Treasure hunting

Jun 03, 2008 17:37

So here's the story about my chair.

I’ve been addicted to Design*Sponge lately, especially the house makeovers and DIY projects. They’ve inspired me to start going to thrift stores again. Why should hipsters in Brooklyn and SF have a monopoly on finding cool stuff? Sometimes it seems like the Internet has killed thrifting-rarely does one find a hidden treasure these days. Even if something turns up in, like, a dumpster in rural Alabama, someone puts it on eBay and sells it to some design-conscious urbanite.

Nonetheless, Design*Sponge has renewed my faith and convinced me that once again, thrifting is worth my time. As luck would have it, there are a lot of thrift stores in my neighborhood, but after visiting 2 of them a few months ago I decided their furniture was overpriced. However, this weekend I checked out a different one that I hadn’t been to before, and that’s where I hit the jackpot.

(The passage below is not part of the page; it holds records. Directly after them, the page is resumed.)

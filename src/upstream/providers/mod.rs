pub mod fixture;
pub mod http;
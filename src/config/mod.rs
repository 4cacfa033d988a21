// src/config/mod.rs
pub mod scheduler;

pub use scheduler::SchedulerConfig;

Not realizing how big the furniture section was, I looked at clothes for a long time before I worked my way over to the furniture. I found a very nice skirt and a dress. Then, when I got to the furniture, I was drawn to a grouping of midcentury-looking pieces that included the chair. It was dark-finished wood with sage green vinyl upholstery, and a great modernist design--simple, clean, with nothing extraneous, just the minimum number of elements that it needed. It looked special, so I asked the woman trying out the settee near it that had similar upholstery whether she was also looking at the chair. I was willing to be a courteous shopper and ignore the chair if she was already planning to buy it; besides, at that point I didn't know the chair was anything special. But she wasn't, so I focused in on the chair. I had a nice conversation with the woman about thrifting, then when she left to look at other things I looked under it. To my delight, it had a vintage Knoll sticker! Since the chair was priced at $40, I knew this was a magical find. Sold! I had to buy it.

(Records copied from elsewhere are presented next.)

// src/acquire/handle.rs
//! Command channel into the acquisition loop. Every outside caller (HTTP routes, the
//! checkpoint timer, catalog refresh) talks to the loop through [`SchedulerHandle`]; the
//! loop answers with owned copies, never references into its state.

use anyhow::{anyhow, Context, Result};
use chrono::{DateTime, Utc};
use serde::Serialize;
use tokio::sync::{mpsc, oneshot};
use tokio::time::{self, Instant, MissedTickBehavior};

use crate::acquire::governor::GovernorStatus;
use crate::acquire::Scheduler;
use crate::checkpoint::CheckpointSnapshot;
use crate::fanout::LiveFanout;
use crate::upstream::{CatalogItem, Event, ItemId};

const COMMAND_BUFFER: usize = 256;

/// Cached view of one item, as served to consumers.
#[derive(Debug, Clone, PartialEq, Eq, Serialize)]
pub struct ItemView {
    pub item_id: ItemId,
    pub events: Vec<Event>,
    pub newest: Option<i64>,
    pub hinted_at: Option<i64>,
    pub errored: bool,
    /// A possibly-changed hint is newer than what we hold, so a direct fetch was queued.
    pub recheck_queued: bool,
}

#[derive(Debug, Clone, PartialEq, Eq, Serialize)]
pub struct StatusView {
    pub status: GovernorStatus,
    pub remaining: u32,
    pub epoch_start: DateTime<Utc>,
    pub next_rollover: DateTime<Utc>,
    pub paused_until: Option<DateTime<Utc>>,
    pub cursor: usize,
    pub current_item: Option<ItemId>,
    pub catalog_size: usize,
    pub errored: usize,
    pub overlay: usize,
    pub direct_pending: usize,
    pub stored_items: usize,
    pub stored_events: usize,
    pub hints: usize,
    pub revision: u64,
}

enum Command {
    RequestNow(ItemId),
    Enqueue(ItemId, u64),
    PushHint(Vec<ItemId>),
    ReplaceCatalog(Vec<CatalogItem>),
    Item(ItemId, oneshot::Sender<ItemView>),
    EventsFor(Vec<ItemId>, oneshot::Sender<Vec<(ItemId, Vec<Event>)>>),
    Status(oneshot::Sender<StatusView>),
    Checkpoint(oneshot::Sender<CheckpointSnapshot>),
    Shutdown(oneshot::Sender<CheckpointSnapshot>),
}

#[derive(Clone)]
pub struct SchedulerHandle {
    tx: mpsc::Sender<Command>,
    fanout: LiveFanout,
}

impl std::fmt::Debug for SchedulerHandle {
    fn fmt(&self, f: &mut std::fmt::Formatter<'_>) -> std::fmt::Result {
        f.debug_struct("SchedulerHandle")
            .field("closed", &self.tx.is_closed())
            .finish()
    }
}

impl SchedulerHandle {
    async fn send(&self, cmd: Command) -> Result<()> {
        self.tx
            .send(cmd)
            .await
            .map_err(|_| anyhow!("acquisition loop has stopped"))
    }

    async fn ask<T>(&self, make: impl FnOnce(oneshot::Sender<T>) -> Command) -> Result<T> {
        let (tx, rx) = oneshot::channel();
        self.send(make(tx)).await?;
        rx.await.context("acquisition loop dropped the request")
    }

    pub fn fanout(&self) -> &LiveFanout {
        &self.fanout
    }

    pub async fn request_now(&self, item: ItemId) -> Result<()> {
        self.send(Command::RequestNow(item)).await
    }

    pub async fn enqueue(&self, item: ItemId, weight: u64) -> Result<()> {
        self.send(Command::Enqueue(item, weight)).await
    }

    pub async fn push_hint(&self, items: Vec<ItemId>) -> Result<()> {
        self.send(Command::PushHint(items)).await
    }

    pub async fn replace_catalog(&self, catalog: Vec<CatalogItem>) -> Result<()> {
        self.send(Command::ReplaceCatalog(catalog)).await
    }

    /// Cached events for `item`; queues a direct re-check when the hint map says so.
    pub async fn item(&self, item: ItemId) -> Result<ItemView> {
        self.ask(|tx| Command::Item(item, tx)).await
    }

    /// Stored lists for the given ids, in request order. Unknown ids come back empty.
    pub async fn events_for(&self, items: Vec<ItemId>) -> Result<Vec<(ItemId, Vec<Event>)>> {
        self.ask(|tx| Command::EventsFor(items, tx)).await
    }

    pub async fn status(&self) -> Result<StatusView> {
        self.ask(Command::Status).await
    }

    pub async fn checkpoint(&self) -> Result<CheckpointSnapshot> {
        self.ask(Command::Checkpoint).await
    }

    /// Stop ticking. Returns the state as it was when the loop exited.
    pub async fn shutdown(&self) -> Result<CheckpointSnapshot> {
        self.ask(Command::Shutdown).await
    }
}

impl Scheduler {
    /// Move the scheduler onto its own task and start ticking.
    pub fn spawn(self) -> SchedulerHandle {
        let (tx, rx) = mpsc::channel(COMMAND_BUFFER);
        let fanout = self.fanout.clone();
        tokio::spawn(self.run(rx));
        SchedulerHandle { tx, fanout }
    }

    async fn run(mut self, mut rx: mpsc::Receiver<Command>) {
        // first tick one period in, after the startup catalog refresh had its chance
        let mut ticker = time::interval_at(Instant::now() + self.tick_period, self.tick_period);
        ticker.set_missed_tick_behavior(MissedTickBehavior::Delay);
        tracing::info!(
            target: "acquire",
            period_ms = self.tick_period.as_millis() as u64,
            upstream = self.upstream.name(),
            "acquisition loop started"
        );

        loop {
            tokio::select! {
                _ = ticker.tick() => {
                    let outcome = self.tick(Utc::now()).await;
                    tracing::trace!(target: "acquire", ?outcome);
                }
                cmd = rx.recv() => match cmd {
                    Some(Command::Shutdown(reply)) => {
                        let _ = reply.send(self.state.snapshot(Utc::now()));
                        break;
                    }
                    Some(cmd) => self.handle(cmd, Utc::now()),
                    None => break,
                },
            }
        }
        tracing::info!(target: "acquire", "acquisition loop stopped");
    }

    fn handle(&mut self, cmd: Command, now: DateTime<Utc>) {
        // Reply send errors only mean the caller went away.
        match cmd {
            Command::RequestNow(item) => self.request_now(item),
            Command::Enqueue(item, weight) => self.enqueue(item, weight),
            Command::PushHint(items) => self.push_hint(items, now),
            Command::ReplaceCatalog(catalog) => self.replace_catalog(catalog),
            Command::Item(item, reply) => {
                let _ = reply.send(self.item_view(item));
            }
            Command::EventsFor(items, reply) => {
                let lists = items
                    .into_iter()
                    .map(|id| {
                        let events = self.state.store.events(id).unwrap_or_default().to_vec();
                        (id, events)
                    })
                    .collect();
                let _ = reply.send(lists);
            }
            Command::Status(reply) => {
                let _ = reply.send(self.status_view(now));
            }
            Command::Checkpoint(reply) => {
                let _ = reply.send(self.state.snapshot(now));
            }
            Command::Shutdown(reply) => {
                let _ = reply.send(self.state.snapshot(now));
            }
        }
    }

    pub(super) fn item_view(&mut self, item: ItemId) -> ItemView {
        let recheck_queued = self.state.store.possibly_stale(&self.state.hints, item);
        if recheck_queued {
            tracing::debug!(target: "acquire", item, "hint newer than stored events; queuing re-check");
            self.request_now(item);
        }
        ItemView {
            item_id: item,
            events: self.state.store.events(item).unwrap_or_default().to_vec(),
            newest: self.state.store.newest(item),
            hinted_at: self.state.hints.get(item),
            errored: self.state.cursor.is_errored(item),
            recheck_queued,
        }
    }

    fn status_view(&self, now: DateTime<Utc>) -> StatusView {
        let quota = self.state.governor.snapshot();
        StatusView {
            status: self.state.governor.status(now),
            remaining: quota.remaining,
            epoch_start: quota.epoch_start,
            next_rollover: self.state.governor.next_rollover(),
            paused_until: quota.paused_until,
            cursor: self.state.cursor.index(),
            current_item: self.state.cursor.current().map(|it| it.id),
            catalog_size: self.state.cursor.catalog().len(),
            errored: self.state.cursor.errored().len(),
            overlay: self.state.overlay.len(),
            direct_pending: self.state.direct.len(),
            stored_items: self.state.store.len(),
            stored_events: self.state.store.total_events(),
            hints: self.state.hints.len(),
            revision: self.state.revision,
        }
    }
}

I told an employee and they took the chair to the back so I could pick it up after I paid for it, and stressed that I needed to get in line because the store was going to close at 1 pm. I waited in the long line, and when I got up to the register and explained that the tag I was holding was for the chair they had taken to the back, a man approached me and offered me $100 for the chair. I said “Nope!” without even considering his offer-I would much rather have the satisfaction of getting this wonderful chair for $40 and putting it in my living room. The man kept upping his offer. “I’ve been looking for this chair for years to complete my set,” he said. But I didn’t budge. He went up to $350 and offered to throw in the other chair like it that was smaller and that he was buying from the store. But I didn’t want that one, I wanted this one because it’s an armchair, which is exactly what I needed for my living room. So I kept saying no. Meanwhile, there were tons of people in line behind me, and as this was going on, people were saying, “Wow, now I want to see that chair!” and “Yeah, somebody bring it up here!” But I fended off the guy’s offers and paid for the chair and the dress and skirt. I told the saleslady and the crowd, “I look like a jerk but I don’t feel like one.” I wasn’t being a jerk, really, but I wondered if I looked like one just because I was standing my ground about the fact that I found the chair and I was going to buy it, and that was non-negotiable. I felt like a New Yorker.

When I drove around to the loading dock, another man was there with stuff he had bought-several nice chairs and the settee that the woman had been looking at. He started offering to buy my chair too, and I said “What, you too?” but he replied “That was my partner in there.” I decided that those gay dudes probably had plenty of other great furniture. They seemed like the kind of people that normally make these finds, so I refused to feel bad for them. So, I made off with my chair-the only way it fit in my car was by folding the front passenger seat back so it was laying on the back seat.

Today at work I did some research and found out even more good news. The chair was designed by Franco Albini, an important Italian architect whose work is actually in a metalwork show that I researched for the MFAH this year. It was produced between 1949 and 1967. When I told my boss all this, she was very impressed that I scored the chair. Finally, to top it all off, a cursory Internet search has suggested that it’s worth about $1,000!